Соборное духовное единение творческих индивидуальностей есть, как видно из суждений деятелей символизма, необходимое, по их мнению, условие художественного синтеза. А синтез есть средство разрешения силами искусства тех высоких «сверхчеловеческих» задач, о которых говорилось выше. Творческие деятели серебряного века пытались предпринимать и чисто практические шаги, способствующие такому объединению. Наиболее выраженным шагом в данном направлении была попытка Г. Чулкова (в которой участвовал и Вяч. Иванов) создать своего рода общину так называемых «мистических анархистов». В статье «Идея неприятия мира», посвященной в основном этому вопросу (обсуждение которого сопровождается разбором в соответствующем ключе «Братьев Карамазовых» Достоевского), Вяч. Иванов рассказывает про «термин "мистический анархизм", впервые... употребленный Георгием Чулковым с целью в одной обобщающей формуле охарактеризовать тяготения некоторой группы писателей, преимущественно художников слова-символа...»[242].
Это тяготение наиболее подробно объяснил в другом месте сам Вяч. Иванов, влияние взглядов которого на Г. Чулкова несомненно. В статье «Чурлянис и проблема синтеза искусств» Иванов, в частности, назвал Чюрлениса «изгоем культуры», «одиноким человеком», «художником, не нашедшим себе места в художествах», ставя вопрос: «Но был ли Чурлянис истинно живописцем? Художники кисти, скорее всего, остановились бы перед ним в недоумении.

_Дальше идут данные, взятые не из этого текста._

//! Deferred world mutations.
//!
//! Scripts and user systems run while the entity list (or the render
//! system's bookkeeping) is being iterated, so cross-entity effects are not
//! applied in place. They are queued in a [`WorldCommands`] buffer and
//! applied by the world at the end of the current pass, in FIFO order per
//! command kind. The two effects the runtime needs are entity destruction
//! and render-depth changes.

use crate::entity::EntityId;

// ---------------------------------------------------------------------------
// WorldCommands
// ---------------------------------------------------------------------------

/// Buffer of deferred cross-entity mutations.
#[derive(Debug, Default)]
pub struct WorldCommands {
    despawns: Vec<EntityId>,
    depth_changes: Vec<(EntityId, i32)>,
}

impl WorldCommands {
    /// An empty buffer.
    pub fn new() -> Self {
        Self::default()
    }

    /// Queue destruction of an entity. Applied after the current pass.
    pub fn despawn(&mut self, entity: EntityId) {
        self.despawns.push(entity);
    }

    /// Queue a render-depth change for an entity already in the scene.
    pub fn set_depth(&mut self, entity: EntityId, depth: i32) {
        self.depth_changes.push((entity, depth));
    }

    /// True if no commands are queued.
    pub fn is_empty(&self) -> bool {
        self.despawns.is_empty() && self.depth_changes.is_empty()
    }

    /// Take all queued despawns, leaving the buffer empty.
    pub fn drain_despawns(&mut self) -> Vec<EntityId> {
        std::mem::take(&mut self.despawns)
    }

    /// Take all queued depth changes, leaving the buffer empty.
    pub fn drain_depth_changes(&mut self) -> Vec<(EntityId, i32)> {
        std::mem::take(&mut self.depth_changes)
    }
}

// ---------------------------------------------------------------------------
// Tests
// ---------------------------------------------------------------------------
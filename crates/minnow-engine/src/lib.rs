//! Minnow engine -- tick loop, physics and rendering over the Minnow ECS.
//!
//! A [`World`](world::World) owns entity storage and two core systems:
//! an O(n²) pairwise collision [`PhysicsSystem`](physics::PhysicsSystem)
//! and a depth-ordered [`RenderSystem`](render::RenderSystem). User systems
//! and scripts hook into the tick loop around them; all structural mutation
//! is deferred through command queues so each tick is deterministic.
//!
//! # Quick Start
//!
//! ```
//! use minnow_engine::prelude::*;
//! use glam::Vec2;
//!
//! let mut world = World::new();
//! let ball = world.create_box_collider_object(16.0, 16.0);
//! if let Some(body) = world
//!     .entities_mut()
//!     .get_mut(ball)
//!     .map(|e| e.rigid_body.insert(RigidBody::with_velocity(Vec2::new(60.0, 0.0))))
//! {
//!     body.gravity_enabled = false;
//! }
//! world.construct_scene();
//!
//! let mut surface = NullSurface;
//! world.run(1.0 / 60.0, &mut surface);
//! assert_eq!(
//!     world.entities().get(ball).and_then(|e| e.position()),
//!     Some(Vec2::new(1.0, 0.0))
//! );
//! ```

#![deny(unsafe_code)]

pub mod physics;
pub mod render;
pub mod telemetry;
pub mod world;

pub use minnow_ecs;

// ---------------------------------------------------------------------------
// Prelude
// ---------------------------------------------------------------------------

/// Convenience re-exports for common usage.
pub mod prelude {
    pub use minnow_ecs::prelude::*;

    pub use crate::physics::{
        CollisionPair, CollisionSide, PhysicsConfig, PhysicsSystem, DEFAULT_GRAVITY,
    };
    pub use crate::render::{NullSurface, RenderError, RenderSystem, Surface};
    pub use crate::world::{System, TickContext, World};
}

// ---------------------------------------------------------------------------
// Integration Tests
// ---------------------------------------------------------------------------

#[cfg(test)]
mod tests {
    use crate::prelude::*;
    use glam::Vec2;

    /// A paddle-and-brick scenario: the ball bounces off a static brick,
    /// the brick's script despawns its owner, and the next tick draws one
    /// sprite fewer.
    #[test]
    fn ball_breaks_brick() {
        struct Brick;
        impl Script for Brick {
            fn script_name(&self) -> &str {
                "brick"
            }
            fn collision_event(
                &mut self,
                owner: &mut Entity,
                _other: &Collider,
                commands: &mut WorldCommands,
            ) {
                commands.despawn(owner.id());
            }
        }

        let mut world = World::new();

        let ball = world.create_game_object(ImageHandle::new(1, 16.0, 16.0));
        {
            let e = world.entities_mut().get_mut(ball).unwrap();
            if let Some(t) = e.transform.as_mut() {
                t.position = Vec2::new(0.0, 0.0);
            }
            e.rigid_body = Some(RigidBody::with_velocity(Vec2::new(0.0, -100.0)));
        }

        let brick = world.create_game_object(ImageHandle::new(2, 32.0, 16.0));
        {
            let e = world.entities_mut().get_mut(brick).unwrap();
            if let Some(t) = e.transform.as_mut() {
                t.position = Vec2::new(0.0, -14.0);
            }
            e.add_script(Box::new(Brick));
        }

        world.construct_scene();
        assert_eq!(world.render().scene_len(), 2);

        let mut surface = NullSurface;
        world.run(0.0, &mut surface);

        // The ball hit the brick's underside and reflected downward.
        assert_eq!(world.physics().collisions().len(), 1);
        assert_eq!(world.physics().collisions()[0].side, CollisionSide::Top);
        let velocity = world
            .entities()
            .get(ball)
            .and_then(|e| e.rigid_body.as_ref())
            .map(|b| b.velocity);
        assert_eq!(velocity, Some(Vec2::new(0.0, 100.0)));

        // The brick's script ran and the deferred despawn was applied.
        assert!(!world.entities().is_alive(brick));
        assert_eq!(world.render().scene_len(), 1);
    }

    #[test]
    fn paddle_state_machine_follows_input_flags() {
        use std::cell::Cell;
        use std::rc::Rc;

        let moving = Rc::new(Cell::new(false));

        let mut sm = StateMachine::new();
        sm.add_state("idle");
        sm.add_state("moving");
        sm.set_current("idle");
        let flag = moving.clone();
        sm.add_transition_from("idle", "moving", Transition::new().when(move || flag.get()));
        let flag = moving.clone();
        sm.add_transition_from("moving", "idle", Transition::new().when(move || !flag.get()));
        sm.validate().unwrap();

        sm.update();
        assert_eq!(sm.current_state(), Some("idle"));
        moving.set(true);
        sm.update();
        assert_eq!(sm.current_state(), Some("moving"));
        moving.set(false);
        sm.update();
        assert_eq!(sm.current_state(), Some("idle"));
    }

    #[test]
    fn gravity_config_is_per_world() {
        let mut world = World::new();
        world.physics_mut().config_mut().gravity = Vec2::new(0.0, 100.0);

        let ball = world.create_box_collider_object(8.0, 8.0);
        {
            let e = world.entities_mut().get_mut(ball).unwrap();
            let mut body = RigidBody::default();
            body.gravity_enabled = true;
            body.gravity_scale = 1.0;
            e.rigid_body = Some(body);
        }

        let mut surface = NullSurface;
        world.run(0.1, &mut surface);

        let velocity = world
            .entities()
            .get(ball)
            .and_then(|e| e.rigid_body.as_ref())
            .map(|b| b.velocity);
        assert_eq!(velocity, Some(Vec2::new(0.0, 10.0)));
    }
}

Иные похвалили бы его как колориста «на час»... и в конечном итоге, при ярком впечатлении его стилистического эклектизма и какой-то зыбкости вкуса, заявили бы, что для живописи в строгом смысле он не завоевал ничего нового и прочного»[243].
Не обсуждая вопроса о том, правильна ли эта оценка в «качественном» плане, мы хотим обратить внимание на поднимаемую им тему «одиноких» художников, «изгоев культуры». Казалось бы, «художник, не нашедший себе места в художествах», – фигура, которая заслуживает жалости. Переводя на язык понятий, это художник, в силу внутренних причин не способный творить в сложившейся системе жанров и художественных условностей, присущих избранному роду искусства (т.е., например, не умеющий выдержать принципы сюжетосложения и сюжетные «пропорции», принципы композиции и архитектоники, нагромождающий образ на образ вместо приведения их в стройную систему, вообще нарушающий устоявшиеся вкус и меру). Однако Иванов пишет: «Но таких одиноких становится все больше и больше. Таким был не кто иной, как великий Ницше: философ – не философ, поэт – не поэт, музыкант без музыки и основатель религии без религии, ютившийся в civitas litterarum на положении «афориста», то есть мыслителя, «не помнящего родства» и неблагонадежного по анархическому умонастроению. Это – люди, приход которых возвещал у нас Тютчев, к ним обращается он со словами – «есть целый мир в душе твоей таинственно волшебных дум», – и с советом: «лишь жить в самом себе умей». Пустынники с волшебным миром в душе, счастливее всего живут эти антиномические существа под знаком безмолвия, тютчевского Silentium'a – «взрывая, возмутишь ключи, питался ими и молчи, – внимай их пенью и молчи».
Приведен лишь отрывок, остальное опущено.